"Folks self-segregate into two groups: those who resent and envy the blessings given others, and those who appreciate the blessings given others. I can't be what you are and have your talents so, guess I'll just hate and hinder you. Problem solved."
That's pretty much the way it is. For years I have been a great reader of "fairy tales," myths and fables (such as Aesop's) and many of them deal with envy and its destructive effects, and gratitude and its beneficial effects.
In fact, these stories tell us you can feel envy, or you can feel gratitude, but you can't feel both.
Successful societies have learned to control envy. Uncontrolled, it always destroys.
The ancient Greeks noticed the benign form of envy is admiration, which leads to emulation, or imitating someone because you want to be as good as they are. That is what is meant by emulating someone so you can achieve excellence, which leads to flourishing/well-being. This still exists in America.
Unfortunately, these days, a lot of the country is based on envy. The whole Democratic Party is based on envy and the Republicans have been following suit for decades.
Leftism is based on envy, and has been since its modern founder, the Marquis de Sade. Of course, feminism is leftist and based on envy - "We must be equal!"
"Equality" is not what it's about. It's more, "Since we are intellectually and morally superior to you we will rule, and everyone else will be equal." Think Kurt Vonnegut's "Harrison Bergeron." Everyone was "equal" except the Hilary Clintonesque lesbian Diana Moon Glampers, who shotgunned anyone who wasn't equal.
I don't see much gratitude and appreciation from women toward men anymore. It's more than a bit mystifying, since men created about 99.999% of everything in the world, and if all of those inventions evaporated all women would be in a seriously bad way. Bad in the sense of fatal.
I suppose it's since when you envy someone you can't consciously admit it. Just the way you can't admit you want to destroy them. So what you get are many liberal/leftist women envying men, wanting to destroy them and calling it equality, and thinking they can run a society to which their contributions have been infinitesimal.
There has been much study of envy for many years. Psychoanalysts have studied it for decades. Melanie Klein wrote a famous book called Envy and Gratitude, and I will quote from Wikipedia about it:
"The Kleinian psychoanalytic school of thought of which Melanie Klein was a pioneer, considers envy to be crucial in understanding both love and gratitude.
"Klein defines envy as 'the angry feeling that another person possesses and enjoys something desirable – the envious impulse being to take it away or to spoil it' (projective identification). (Klein 1984, p176). Envy leads the child to phantasise about entering the primal good object (the good breast) and debase the good object specifically because it is good. The good object is internalised, becoming part of the child’s ego, so roles are reversed from the pre-natal state as the mother is now inside the infant. This phantasy is a manifestation of the death instinct, where bad feelings are directed towards both good and bad objects, leading to confusion between the two (Hinshelwood, 1989).
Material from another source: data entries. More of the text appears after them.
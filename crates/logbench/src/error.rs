// Dweve Logbench - Serial vs. Parallel Log Analyzer Benchmark Pipeline
//
// Copyright (c) 2025 Dweve IP B.V. and individual contributors.
//
// SPDX-License-Identifier: Apache-2.0
//
// Licensed under the Apache License, Version 2.0 (the "License");
// you may not use this file except in compliance with the License.
// You may obtain a copy of the License in the LICENSE file at the
// root of this repository or at: http://www.apache.org/licenses/LICENSE-2.0
//
// Unless required by applicable law or agreed to in writing, software
// distributed under the License is distributed on an "AS IS" BASIS,
// WITHOUT WARRANTIES OR CONDITIONS OF ANY KIND, either express or implied.
// See the License for the specific language governing permissions and
// limitations under the License.

//! Structured error types for the benchmark pipeline.
//!
//! This module provides type-safe error handling using `thiserror`. All
//! pipeline operations return `Result<T, BenchError>` for consistent error
//! reporting.
//!
//! Note that metric validation findings are deliberately *not* errors: a
//! parsed table whose supplied ratios diverge from recomputation yields
//! [`ValidationWarning`](crate::metrics::ValidationWarning) values alongside
//! the table instead of failing the run.

use std::io;
use std::path::PathBuf;
use thiserror::Error;

/// Result type for benchmark pipeline operations.
pub type Result<T> = std::result::Result<T, BenchError>;

/// The main error type for benchmark pipeline operations.
///
/// Each variant corresponds to one failure class of the pipeline and
/// carries enough context for a user-facing message without a backtrace.
#[derive(Error, Debug)]
pub enum BenchError {
    /// An expected input file or executable was not found.
    ///
    /// Recoverable at the orchestrator level: the run continues and later
    /// steps may fall back to stale artifacts on disk.
    #[error("analyzer executable not found (searched: {searched})")]
    MissingArtifact {
        /// The candidate paths that were probed, in order.
        searched: String,
    },

    /// The external analyzer ran but exited with a non-zero status.
    ///
    /// Carries the exit status and captured standard error so the failure
    /// can be surfaced verbatim. No artifact is written in this case.
    #[error("analyzer failed ({status}): {stderr}")]
    ExecutionFailure {
        /// Formatted exit status of the analyzer process.
        status: String,
        /// Captured standard error output.
        stderr: String,
    },

    /// The raw artifact does not match the expected tabular schema.
    ///
    /// Always fatal to the current run's metrics and rendering phase;
    /// no partial table is ever produced.
    #[error("artifact parse error: {0}")]
    Parse(String),

    /// A chart could not be rendered to its output file.
    #[error("failed to render '{path}': {message}")]
    Render {
        /// The chart output path.
        path: PathBuf,
        /// The backend error message.
        message: String,
    },

    /// I/O operation failed (file read, write, or directory creation).
    #[error("I/O error for '{path}': {message}")]
    Io {
        /// The file path that caused the error.
        path: PathBuf,
        /// The underlying error message.
        message: String,
    },
}

impl BenchError {
    /// Create an I/O error with file path context.
    ///
    /// # Arguments
    ///
    /// * `path` - The file path that caused the error
    /// * `source` - The underlying I/O error
    pub fn io_error(path: impl Into<PathBuf>, source: io::Error) -> Self {
        Self::Io {
            path: path.into(),
            message: source.to_string(),
        }
    }

    /// Create a parse error.
    pub fn parse(msg: impl Into<String>) -> Self {
        Self::Parse(msg.into())
    }

    /// Create a render error with output path context.
    pub fn render(path: impl Into<PathBuf>, msg: impl Into<String>) -> Self {
        Self::Render {
            path: path.into(),
            message: msg.into(),
        }
    }

    /// Returns true when the error means "input absent" rather than
    /// "operation attempted and failed".
    pub fn is_missing(&self) -> bool {
        matches!(self, Self::MissingArtifact { .. })
    }
}
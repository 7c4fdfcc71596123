// Dweve Logbench - Serial vs. Parallel Log Analyzer Benchmark Pipeline
//
// Copyright (c) 2025 Dweve IP B.V. and individual contributors.
//
// SPDX-License-Identifier: Apache-2.0
//
// Licensed under the Apache License, Version 2.0 (the "License");
// you may not use this file except in compliance with the License.
// You may obtain a copy of the License in the LICENSE file at the
// root of this repository or at: http://www.apache.org/licenses/LICENSE-2.0
//
// Unless required by applicable law or agreed to in writing, software
// distributed under the License is distributed on an "AS IS" BASIS,
// WITHOUT WARRANTIES OR CONDITIONS OF ANY KIND, either express or implied.
// See the License for the specific language governing permissions and
// limitations under the License.

//! End-to-end pipeline tests against a stub analyzer.

use logbench::{MetricsTable, Pipeline, PipelineConfig, StepStatus, WorkloadSpec};
use std::fs;
use std::path::Path;

const STUB_CSV: &str = "\
NumLines,SerialTime(s),ParallelTime(s),Speedup,Efficiency(%)
100,0.001200,0.000500,2.40,60.00
1000,0.012000,0.004000,3.00,75.00
10000,0.130000,0.036000,3.61,90.25
50000,0.640000,0.170000,3.76,94.12
100000,1.310000,0.340000,3.85,96.32
";

#[cfg(unix)]
fn install_stub_analyzer(project_root: &Path, csv: &str) {
    use std::os::unix::fs::PermissionsExt;

    let bin = project_root.join("bin");
    fs::create_dir_all(&bin).unwrap();
    let exe = bin.join("run_benchmark");
    let script = format!("#!/bin/sh\ncat <<'CSV'\n{}CSV\n", csv);
    fs::write(&exe, script).unwrap();
    fs::set_permissions(&exe, fs::Permissions::from_mode(0o755)).unwrap();
}

#[cfg(unix)]
#[test]
fn full_run_produces_table_and_charts() {
    let dir = tempfile::tempdir().unwrap();
    install_stub_analyzer(dir.path(), STUB_CSV);

    let config = PipelineConfig::new(dir.path()).without_build();
    let summary = Pipeline::new(config.clone()).run();

    assert!(summary.is_success(), "steps: {:?}", summary.steps);
    assert!(summary.warnings.is_empty());

    // All five default corpora exist with exact line counts.
    for spec in WorkloadSpec::default_set() {
        let corpus = config.data_path().join(&spec.name);
        let content = fs::read_to_string(&corpus).unwrap();
        assert_eq!(
            content.lines().count(),
            spec.line_count,
            "{} has wrong line count",
            spec.name
        );
    }

    // The captured artifact parses into the expected five rows.
    let raw = fs::read_to_string(config.artifact_path()).unwrap();
    let table = MetricsTable::parse(&raw).unwrap();
    assert_eq!(table.num_lines(), vec![100, 1000, 10000, 50000, 100000]);

    // Three non-empty chart artifacts.
    for chart in config.chart_paths() {
        let len = fs::metadata(&chart).unwrap().len();
        assert!(len > 0, "{} is empty", chart.display());
    }
}

#[cfg(unix)]
#[test]
fn divergent_analyzer_ratios_surface_as_warnings() {
    let dir = tempfile::tempdir().unwrap();
    // Speedup/efficiency columns are stale relative to the timings.
    let stale = "\
NumLines,SerialTime(s),ParallelTime(s),Speedup,Efficiency(%)
100,0.001000,0.000500,3.90,97.50
";
    install_stub_analyzer(dir.path(), stale);

    let config = PipelineConfig::new(dir.path())
        .without_build()
        .with_workloads(vec![WorkloadSpec::new("tiny.txt", 10)]);
    let summary = Pipeline::new(config.clone()).run();

    // Warnings do not block rendering.
    assert!(summary.is_success(), "steps: {:?}", summary.steps);
    assert!(!summary.warnings.is_empty());
    for chart in config.chart_paths() {
        assert!(chart.exists());
    }
}

#[test]
fn missing_analyzer_leaves_prior_artifact_untouched() {
    let dir = tempfile::tempdir().unwrap();

    let config = PipelineConfig::new(dir.path())
        .without_build()
        .with_workloads(vec![WorkloadSpec::new("tiny.txt", 10)]);

    // A stale artifact from some earlier run.
    fs::create_dir_all(config.results_path()).unwrap();
    fs::write(config.artifact_path(), STUB_CSV).unwrap();
    let before = fs::read(config.artifact_path()).unwrap();

    let summary = Pipeline::new(config.clone()).run();

    let after = fs::read(config.artifact_path()).unwrap();
    assert_eq!(before, after, "driver must not touch the stale artifact");

    // The analyzer step failed but the stale table still rendered.
    let run_step = summary
        .steps
        .iter()
        .find(|s| s.name == "run analyzer")
        .unwrap();
    assert!(matches!(run_step.status, StepStatus::Failed(_)));
    let parse_step = summary
        .steps
        .iter()
        .find(|s| s.name == "parse metrics")
        .unwrap();
    assert!(parse_step.status.is_ok());
    assert!(!summary.is_success());
}

#[cfg(unix)]
#[test]
fn garbage_analyzer_output_fails_parse_not_renders_garbage() {
    let dir = tempfile::tempdir().unwrap();
    install_stub_analyzer(dir.path(), "this is not tabular output at all\n");

    let config = PipelineConfig::new(dir.path())
        .without_build()
        .with_workloads(vec![WorkloadSpec::new("tiny.txt", 10)]);
    let summary = Pipeline::new(config.clone()).run();

    assert!(!summary.is_success());
    for chart in config.chart_paths() {
        assert!(!chart.exists(), "no chart should exist for a bad artifact");
    }
}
"Klein further defines envy as an innate 'expression of destructive impulses' meaning it is present from birth, and that it has a 'constitutional basis', implying it is resistant to change.
"Kleinian gratitude is diametrically opposed to envy, as envy expresses destructive drives and is usually aimed at the object that provides gratification. Therefore envy can be seen to lessen or destroy gratitude towards the good object. Gratitude is the particular affect towards an object that produces appreciation or satisfaction.
"Like envy, gratitude is inborn and crucial in developing the primal relationship between mother (the good object) and child. It is also the basis for the child perceiving goodness in others and herself. 'The sense of an object being available and freely given arouses care, consideration and gratitude for the object itself as part of the life instinct.' (Hinshelwood 1989)
"Gratitude felt towards the good object shapes the child’s capacity for love in subsequent love relationships throughout life. If the envy aimed at the nourishing breast is intense, full gratification is obstructed because envy destroys and desecrates that which is good."
I have thought for a long time envious people cannot love. If they say otherwise, that's just talk.
When it comes to the Manosphere, a lot of it is based on the resentment toward and envy of women, otherwise there would not be so much denigration of women as being loveless "hypergamous" whores interested only in "Alphas" and "cash and prizes." That shows no gratitude or love toward women (think about how many times the word "love" is used in the Manosphere) because there is no love or gratitude from women toward men. It's a feedback system.
And as for gratitude, I try to keep in mind what was said by Meister Eckhart, who was sort of a theologian/mystic: "If the only prayer you ever say in your entire life is 'thank you,' it will be enough."